Depressing-Quotes-Depression-Quotes-0073-0075-221When you deal with chronic depression, a constant question tends to flood your mind, even on what are otherwise good days.

What is wrong with me?

It’s a question I’ve been asking myself a lot in the past few days, but not in the way you’d think.

To most people who’d look at it, the first inference of context tends to focus on the what, because it’s usually the part of the question which we don’t know or acknowledge the answer to.

What is wrong with me?

In my case, I’ve had a good five years now to do little else than figure that part out and from my perspective, the list of the whats seems to grows longer every day depending on how I’m feeling.

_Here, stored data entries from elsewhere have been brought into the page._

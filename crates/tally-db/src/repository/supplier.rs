//! # Supplier Repository

use chrono::Utc;
use sqlx::SqlitePool;
use tracing::debug;

use crate::error::{DbError, DbResult};
use crate::repository::generate_id;
use tally_core::validation::validate_name;
use tally_core::{NewSupplier, Supplier};

#[derive(Debug, Clone)]
pub struct SupplierRepository {
    pool: SqlitePool,
}

impl SupplierRepository {
    pub fn new(pool: SqlitePool) -> Self {
        SupplierRepository { pool }
    }

    pub async fn get_by_id(&self, id: &str) -> DbResult<Option<Supplier>> {
        let supplier = sqlx::query_as::<_, Supplier>("SELECT * FROM suppliers WHERE id = ?1")
            .bind(id)
            .fetch_optional(&self.pool)
            .await?;

        Ok(supplier)
    }

    pub async fn get(&self, id: &str) -> DbResult<Supplier> {
        self.get_by_id(id)
            .await?
            .ok_or_else(|| DbError::not_found("Supplier", id))
    }

    pub async fn insert(&self, input: &NewSupplier) -> DbResult<Supplier> {
        validate_name("name", &input.name)?;

        let supplier = Supplier {
            id: generate_id(),
            name: input.name.trim().to_string(),
            contact_person: input.contact_person.clone(),
            phone: input.phone.clone(),
            email: input.email.clone(),
            address: input.address.clone(),
            created_at: Utc::now(),
        };

        debug!(id = %supplier.id, name = %supplier.name, "Inserting supplier");

        sqlx::query(
            r#"
            INSERT INTO suppliers (id, name, contact_person, phone, email, address, created_at)
            VALUES (?1, ?2, ?3, ?4, ?5, ?6, ?7)
            "#,
        )
        .bind(&supplier.id)
        .bind(&supplier.name)
        .bind(&supplier.contact_person)
        .bind(&supplier.phone)
        .bind(&supplier.email)
        .bind(&supplier.address)
        .bind(supplier.created_at)
        .execute(&self.pool)
        .await?;

        Ok(supplier)
    }
}
//! # HTTP API
//!
//! | Method | Path | Handler |
//! |--------|------|---------|
//! | POST | `/api/sales` | [`sales::create`] |
//! | GET | `/api/sales` | [`sales::list`] |
//! | GET | `/api/sales/stats` | [`sales::stats`] |
//! | GET | `/api/sales/{id}` | [`sales::detail`] |
//! | GET | `/api/products/barcode/{barcode}` | [`products::by_barcode`] |
//! | GET | `/api/products/low-stock` | [`products::low_stock`] |
//! | POST | `/api/products/{id}/stock` | [`products::adjust_stock`] |
//! | POST | `/api/credit-payments` | [`credit::record`] |
//! | GET | `/api/credit-payments` | [`credit::history`] |
//! | GET | `/api/credit/overdue` | [`credit::overdue`] |
//! | POST | `/api/purchases` | [`purchases::create`] |
//! | GET | `/api/dashboard` | [`dashboard::stats`] |
//! | GET | `/health` | [`health::health`] |

pub mod credit;
pub mod dashboard;
pub mod health;
pub mod products;
pub mod purchases;
pub mod sales;


use axum::routing::{get, post};
use axum::Router;
use serde::Deserialize;

use crate::state::AppState;

pub const DEFAULT_LIST_LIMIT: u32 = 50;
pub const MAX_LIST_LIMIT: u32 = 500;

/// `?limit=` shared by list endpoints.
#[derive(Debug, Default, Deserialize)]
pub struct LimitQuery {
    pub limit: Option<u32>,
}

impl LimitQuery {
    pub fn limit(&self) -> u32 {
        self.limit.unwrap_or(DEFAULT_LIST_LIMIT).clamp(1, MAX_LIST_LIMIT)
    }
}

pub fn router() -> Router<AppState> {
    Router::new()
        .route("/health", get(health::health))
        .route("/api/sales", post(sales::create).get(sales::list))
        .route("/api/sales/stats", get(sales::stats))
        .route("/api/sales/{id}", get(sales::detail))
        .route("/api/products/barcode/{barcode}", get(products::by_barcode))
        .route("/api/products/low-stock", get(products::low_stock))
        .route("/api/products/{id}/stock", post(products::adjust_stock))
        .route("/api/credit-payments", post(credit::record).get(credit::history))
        .route("/api/credit/overdue", get(credit::overdue))
        .route("/api/purchases", post(purchases::create))
        .route("/api/dashboard", get(dashboard::stats))
}
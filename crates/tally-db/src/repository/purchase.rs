//! # Purchase Repository
//!
//! Stock intake from suppliers. A purchase is the mirror image of a sale:
//! one transaction inserts the purchase and its lines and raises stock with
//! the same relative-update primitive the sale engine uses to lower it.

use std::collections::HashSet;

use chrono::Utc;
use sqlx::{SqliteConnection, SqlitePool};
use tracing::{debug, info, warn};

use crate::error::{DbError, DbResult};
use crate::repository::product::apply_stock_delta;
use crate::repository::{generate_id, number_entropy};
use tally_core::checkout::purchase_number;
use tally_core::validation::{
    validate_id, validate_line_count, validate_price_cents, validate_quantity,
};
use tally_core::{
    FloorPolicy, NewPurchase, Purchase, PurchaseItem, SaleStatus, MAX_NUMBER_ATTEMPTS,
};

#[derive(Debug, Clone)]
pub struct PurchaseRepository {
    pool: SqlitePool,
}

impl PurchaseRepository {
    pub fn new(pool: SqlitePool) -> Self {
        PurchaseRepository { pool }
    }

    /// Records a purchase and adds every line's quantity to stock.
    ///
    /// ## Errors
    /// * `InvalidRequest` - empty or malformed lines, unknown product,
    ///   paid amount outside `[0, total]`
    /// * `NotFound` - unknown supplier
    /// * `StorageFailure` - nothing was written
    pub async fn create_purchase(&self, input: &NewPurchase, user_id: &str) -> DbResult<Purchase> {
        self.create_purchase_numbered(input, user_id, || {
            purchase_number(Utc::now(), number_entropy())
        })
        .await
    }

    pub(crate) async fn create_purchase_numbered<F>(
        &self,
        input: &NewPurchase,
        user_id: &str,
        next_number: F,
    ) -> DbResult<Purchase>
    where
        F: FnMut() -> String,
    {
        validate_id("userId", user_id)?;
        validate_id("supplierId", &input.supplier_id)?;
        validate_line_count("items", input.items.len())?;

        let mut total_cents: i64 = 0;
        for line in &input.items {
            validate_id("productId", &line.product_id)?;
            validate_quantity(line.quantity)?;
            validate_price_cents(line.unit_cost_cents)?;
            total_cents = line
                .unit_cost_cents
                .checked_mul(line.quantity)
                .and_then(|line_total| total_cents.checked_add(line_total))
                .ok_or_else(|| DbError::invalid("purchase total is too large"))?;
        }

        let paid_cents = input.paid_cents.unwrap_or(total_cents);
        if !(0..=total_cents).contains(&paid_cents) {
            return Err(DbError::invalid(format!(
                "paid amount must be between 0 and {}",
                total_cents
            )));
        }

        let supplier_exists: Option<i64> =
            sqlx::query_scalar("SELECT 1 FROM suppliers WHERE id = ?1")
                .bind(&input.supplier_id)
                .fetch_optional(&self.pool)
                .await?;
        if supplier_exists.is_none() {
            return Err(DbError::not_found("Supplier", &input.supplier_id));
        }

        let mut checked = HashSet::new();
        for line in &input.items {
            if checked.insert(line.product_id.as_str()) {
                let exists: Option<i64> = sqlx::query_scalar("SELECT 1 FROM products WHERE id = ?1")
                    .bind(&line.product_id)
                    .fetch_optional(&self.pool)
                    .await?;
                if exists.is_none() {
                    return Err(DbError::invalid(format!("unknown product {}", line.product_id)));
                }
            }
        }

        let now = Utc::now();
        let mut purchase = Purchase {
            id: generate_id(),
            purchase_number: String::new(),
            supplier_id: input.supplier_id.clone(),
            user_id: user_id.to_string(),
            total_cents,
            paid_cents,
            remaining_cents: total_cents - paid_cents,
            status: SaleStatus::Completed,
            created_at: now,
        };

        debug!(
            supplier_id = %purchase.supplier_id,
            lines = input.items.len(),
            total = %purchase.total(),
            "Recording purchase"
        );

        let mut tx = self.pool.begin().await?;

        purchase.purchase_number = insert_purchase_row(&mut tx, &purchase, next_number).await?;

        for line in &input.items {
            sqlx::query(
                r#"
                INSERT INTO purchase_items (
                    id, purchase_id, product_id, quantity, unit_cost_cents, line_total_cents
                ) VALUES (?1, ?2, ?3, ?4, ?5, ?6)
                "#,
            )
            .bind(generate_id())
            .bind(&purchase.id)
            .bind(&line.product_id)
            .bind(line.quantity)
            .bind(line.unit_cost_cents)
            .bind(line.unit_cost_cents * line.quantity)
            .execute(&mut *tx)
            .await?;

            apply_stock_delta(&mut tx, &line.product_id, line.quantity, FloorPolicy::Permissive, now)
                .await?;
        }

        tx.commit().await?;

        info!(
            purchase_id = %purchase.id,
            purchase_number = %purchase.purchase_number,
            total = %purchase.total(),
            "Purchase recorded"
        );

        Ok(purchase)
    }

    pub async fn get_by_id(&self, id: &str) -> DbResult<Option<Purchase>> {
        let purchase = sqlx::query_as::<_, Purchase>("SELECT * FROM purchases WHERE id = ?1")
            .bind(id)
            .fetch_optional(&self.pool)
            .await?;

        Ok(purchase)
    }

    pub async fn get_items(&self, purchase_id: &str) -> DbResult<Vec<PurchaseItem>> {
        let items = sqlx::query_as::<_, PurchaseItem>(
            "SELECT * FROM purchase_items WHERE purchase_id = ?1 ORDER BY rowid",
        )
        .bind(purchase_id)
        .fetch_all(&self.pool)
        .await?;

        Ok(items)
    }
}

/// Inserts the purchase row, drawing the next candidate number on each
/// UNIQUE conflict.
async fn insert_purchase_row(
    conn: &mut SqliteConnection,
    purchase: &Purchase,
    mut next_number: impl FnMut() -> String,
) -> DbResult<String> {
    let mut last_candidate = String::new();

    for attempt in 1..=MAX_NUMBER_ATTEMPTS {
        let candidate = next_number();

        let result = sqlx::query(
            r#"
            INSERT INTO purchases (
                id, purchase_number, supplier_id, user_id,
                total_cents, paid_cents, remaining_cents, status, created_at
            ) VALUES (?1, ?2, ?3, ?4, ?5, ?6, ?7, ?8, ?9)
            "#,
        )
        .bind(&purchase.id)
        .bind(&candidate)
        .bind(&purchase.supplier_id)
        .bind(&purchase.user_id)
        .bind(purchase.total_cents)
        .bind(purchase.paid_cents)
        .bind(purchase.remaining_cents)
        .bind(purchase.status)
        .bind(purchase.created_at)
        .execute(&mut *conn)
        .await
        .map_err(DbError::from);

        match result {
            Ok(_) => return Ok(candidate),
            Err(err) if err.is_unique_violation_on("purchases.purchase_number") => {
                warn!(attempt = attempt, candidate = %candidate, "Purchase number taken, retrying");
                last_candidate = candidate;
            }
            Err(err) => return Err(err),
        }
    }

    Err(DbError::duplicate("purchases.purchase_number", last_candidate))
}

Editorial Note: For the record, on a good day, the list is about five or six things at best. The big problem is that they are so engrained through experience and time that they are part of who I am. You may not like that. Hell, even I don’t like it most of the time. But at this point, I’m working on just accepting and living with them as best I can.

When you spend that much time trying to understand yourself against the reality that as much we strive to be, no one is capable of achieving perfection for more than a moment at best, you then start to look at that question from a different angle.

What is wrong with me?

It’s one of those things that you can’t always be sure of, because it’s not something you have a whole lot of say over. If you’ve taken the time to attain any measure of self-awareness, then you should at least have some idea of how to correct your failings and short-comings when they’re presented to you.

If you sincerely want to be a better person, then you take those things to heart and make a concerted effort to make amends for them and the impact they have on those around you.

I honestly cannot remember a time when I haven’t tried to do that. Part of it stems from living with the guilt of failing the people I cared about over the course of my life, yet still managed to hurt.

It also came from the rather basic goal of just wanting to be a decent human being who people cared about and wanted to associate with, which I’ve never thought was a bad thing to aspire to, really.

Even so, there’s been plenty of moments where I fell way short of that mark and I know it. And when you take the time and effort to try and evolve into something greater, only to find it doesn’t seem to make any real difference in how your perceived or it doesn’t change anything for the better, the instinct is to presume that something is still wrong.

Something has to be wrong. Otherwise, why isn’t life any different than what it’s been?

The frustrating thing is not knowing for sure what that something still is. You can do all the self-inventory and assessments you want, but the answers ultimately have to come from the people who tell you there’s a problem in the first place.

There has to be the recognition that the wrong has been turned into a right. It’s not easy and sometimes, it takes those people recognizing there’s something wrong with them too.

What I keep telling myself is that I’m doing what I can and hopefully, things will start to change. In the absence of that, though, it comes back to the same question.

What is wrong with me?

The sooner I can figure that out, the sooner I’d can do something about it, my depression will start to diminish and maybe I won’t feel so alone all the time because, if I’m lucky, I won’t be.